© Cindy Beck, 2008
(Keywords: Cindy Beck, Christmas, tree, pine, family traditions, Dolly Parton, humor, Latter-day Saints, LDS, Your LDS Radio, yourLDSNeighborhood.com)
I’m sure that, like me, you have many fond memories of holiday traditions with your family. Grandpa putting lights on the roof and falling on his head. Grandma sipping a little too much hot, buttered rum ... er ... I mean ... milk. Crazy Uncle Jimmy sliding candy canes into the stockings of complete strangers—while their feet are still inside.
And, of course, there is the family outing in search of the perfect Christmas tree.
During the particular time that I'm remembering, we lived in California. My dad—being a grown-up boy from the inner city of San Francisco—insisted we find a tree in the rugged outdoors. We took along a hatchet ... to beat off other customers at the Christmas tree lot on the corner.
Getting the evergreen home was easy—we tied it to the roof with twine. It rode there until the first bump, and then slid down over the rear window so all that could be seen in back were tangled boughs. But, it didn’t matter because the car heater clunked and spewed out a semi-frozen draft of air every five minutes or so, which served to give the windows a wonderful, winter wonderland look. And a frosted opacity that prevented Dad from seeing other cars as he changed lanes. So it was, with horns blaring and tires squealing, we weaved from lane to lane, through the town, with our prize.
We eventually arrived home in one piece, and in fine, but frozen, spirits. No, not those kinds of spirits. The kind that brings an emotional high.
And that’s when the trouble began.
Displaying his muscles, my dad dragged the tree into the house, knocking all the needles off the underside and leaving a green, pine needle trail behind him. While Mom and I held the metal stand in place, he gave a “heave-ho” and set the tree into it. The pine had a beautiful, single spike at its top, which was just perfect for our angel decoration. I thought she was the most beautiful ornament that existed. It never occurred to me, until Uncle Jimmy mentioned it, that angel tree toppers seldom have such ample … um … cleavage. To quote Uncle Jimmy, “My heck, she looks like Dolly Parton!”

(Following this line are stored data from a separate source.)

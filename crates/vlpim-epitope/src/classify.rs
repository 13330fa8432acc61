//! Strong/weak/non-binder classification from a percentile rank.

use serde::{Deserialize, Serialize};
use tracing::{info, warn};
use vlpim_common::BindingRecord;

/// Ranks at or below this are strong binders.
pub const STRONG_BINDER_MAX_RANK: f64 = 1.0;
/// Ranks above the strong cutoff and at or below this are weak binders.
pub const WEAK_BINDER_MAX_RANK: f64 = 5.0;

#[derive(Debug, Clone, Copy, PartialEq, Eq, PartialOrd, Ord, Hash, Serialize, Deserialize)]
#[serde(rename_all = "snake_case")]
pub enum BindingClass {
    NonBinder,
    Weak,
    Strong,
}

/// Missing or NaN ranks are non-binders.
pub fn classify_rank(rank: Option<f64>) -> BindingClass {
    match rank {
        Some(r) if r <= STRONG_BINDER_MAX_RANK => BindingClass::Strong,
        Some(r) if r <= WEAK_BINDER_MAX_RANK => BindingClass::Weak,
        _ => BindingClass::NonBinder,
    }
}

/// Which percentile the classifier reads from each record.
#[derive(Debug, Clone, Copy, PartialEq, Eq, Serialize, Deserialize)]
#[serde(rename_all = "snake_case")]
pub enum RankSource {
    /// Eluted-ligand %Rank
    El,
    /// Binding-affinity %Rank
    Ba,
}

impl RankSource {
    /// EL rank is preferred whenever any record carries it; BA rank is the
    /// fallback. `None` means records carry no rank at all.
    pub fn detect(records: &[BindingRecord]) -> Option<Self> {
        if records.iter().any(|r| r.rank_el.is_some()) {
            info!("Using %Rank_EL for binding classification");
            Some(Self::El)
        } else if records.iter().any(|r| r.rank_ba.is_some()) {
            warn!("%Rank_EL not available, using BA rank instead");
            Some(Self::Ba)
        } else {
            None
        }
    }

    pub fn rank_of(&self, record: &BindingRecord) -> Option<f64> {
        match self {
            Self::El => record.rank_el,
            Self::Ba => record.rank_ba,
        }
    }

    pub fn classify(&self, record: &BindingRecord) -> BindingClass {
        classify_rank(self.rank_of(record))
    }
}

After Dad stepped back from jamming the tree into place, Mom studied it. “The tree is too tall. Look, the top spike is bent against the ceiling at a forty-five degree angle!”
Dad pondered the situation for a minute. “We'll just cut it off.”

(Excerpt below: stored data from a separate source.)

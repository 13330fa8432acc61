//! Column names shared with downstream consumers. These are written verbatim.

pub const SEQUENCE: &str = "sequence";
pub const START: &str = "start";
pub const END: &str = "end";
pub const CORE: &str = "core";
pub const NUMBER_OF_STRONG_BINDING: &str = "number_of_strong_binding";

pub const SEQUENCE_ID: &str = "sequence_id";
pub const SCORE_PREFIX: &str = "Score_";
pub const OVERALL_SCORE: &str = "Overall_Immunogenicity_Score";

pub const RMSD: &str = "RMSD";
pub const DG_DSASA: &str = "dG_dSASA";
pub const PACKSTAT: &str = "packstat";
pub const BUNS: &str = "BUNS";
pub const INTERFACE_SC: &str = "interface_sc";
pub const INTERFACE_AREA: &str = "interface_area";
pub const INTERFACE_QUALITY: &str = "Interface_Quality";
pub const PASSES_FILTERS: &str = "Passes_Filters";
pub const STRUCTURE_PATH: &str = "structure_path";
pub const RANK: &str = "Rank";

// Accepted spellings when reading predictor output, lower-cased.
pub(crate) const SEQ_ID_ALIASES: &[&str] = &["seq_id", "sequence_id", "identity", "id"];
pub(crate) const ALLELE_ALIASES: &[&str] = &["allele", "mhc", "hla"];
pub(crate) const PEPTIDE_ALIASES: &[&str] = &["sequence", "peptide"];
pub(crate) const CORE_ALIASES: &[&str] = &["core", "core_sequence", "of_core"];
pub(crate) const START_ALIASES: &[&str] = &["start", "pos"];
pub(crate) const END_ALIASES: &[&str] = &["end"];
pub(crate) const RANK_EL_ALIASES: &[&str] = &["rank_el", "%rank_el", "el_rank"];
pub(crate) const RANK_BA_ALIASES: &[&str] = &["rank_ba", "%rank_ba", "ba_rank", "rank"];
pub(crate) const IC50_ALIASES: &[&str] = &["ic50", "ic50_nm", "affinity(nm)", "affinity_nm"];

pub fn score_column(allele: &str) -> String {
    format!("{SCORE_PREFIX}{allele}")
}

Mom looked at him as if he had just suggested there was no Santa Claus. “We most certainly will not. It’ll ruin the look of it. You’ll have to cut some off the bottom.”
Dad got out the hacksaw and started on the trunk. Ten minutes passed and nothing changed. Fifteen minutes passed and a slight rip appeared in the wood. Sweat dripped off Dad’s face and onto the sawdust pile on the floor. A lung-encrusting pinewood powder drifted through the air. Being a California kid, I thought it was snow. Mom ran around with the vacuum, mumbling about men and their bright ideas, and trying to suck up the dust.

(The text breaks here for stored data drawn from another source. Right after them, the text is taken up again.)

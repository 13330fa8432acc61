//! Per-core binder counts.

use std::collections::HashMap;
use vlpim_common::{BindingRecord, CoreBindingSummary};

use crate::classify::{BindingClass, RankSource};

/// One summary per distinct core, in order of first appearance.
pub fn aggregate_cores(records: &[BindingRecord], source: RankSource) -> Vec<CoreBindingSummary> {
    let mut order: Vec<&str> = Vec::new();
    let mut counts: HashMap<&str, (usize, usize)> = HashMap::new();

    for record in records {
        let entry = counts.entry(record.core.as_str()).or_insert_with(|| {
            order.push(record.core.as_str());
            (0, 0)
        });
        match source.classify(record) {
            BindingClass::Strong => entry.0 += 1,
            BindingClass::Weak => entry.1 += 1,
            BindingClass::NonBinder => {}
        }
    }

    order
        .into_iter()
        .map(|core| {
            let (strong, weak) = counts.get(core).copied().unwrap_or_default();
            CoreBindingSummary::new(core, strong, weak)
        })
        .collect()
}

By now, Dad’s good cheer had evaporated—like the rum in eggnog—and he picked up the hatchet. Fearing he was going after Uncle Jimmy, I held my breath. Dad went at it with a vengeance and twenty minutes later, the deed was done. No, not Uncle Jimmy—he was still alive and sitting in the corner, eating Christmas cookies and humming an aimless tune.
Dad held up the tree. Silence settled in the room, along with the sawdust.
“It looks kinda like a Charlie Brown Christmas tree,” I finally said, staring at the bare branches on one side.
“It’s not very tall,” Mom said, eyeing all four feet of it.
Dad scratched his head, and his eyes looked round and perplexed. “How did that happen? It was supposed to be taller.” He plunked it into the stand, and the three of us stepped back to look at it.
Somewhere in the distance, a radio played the first few notes of “O' Christmas Tree.” Then, Uncle Jimmy’s voice—thick with chocolate torte and wassail—offered solace from the corner. “Well, it may not be the perfect tree, but at least Dolly Parton will fit on the top.”
(Note: I do admit to using a teeny bit of artistic license with this story, but you're allowed to do that with Christmas stories ... right? :o)
What's playing in my head: What else but, O' Tannenbaum, sung by Nat King Cole.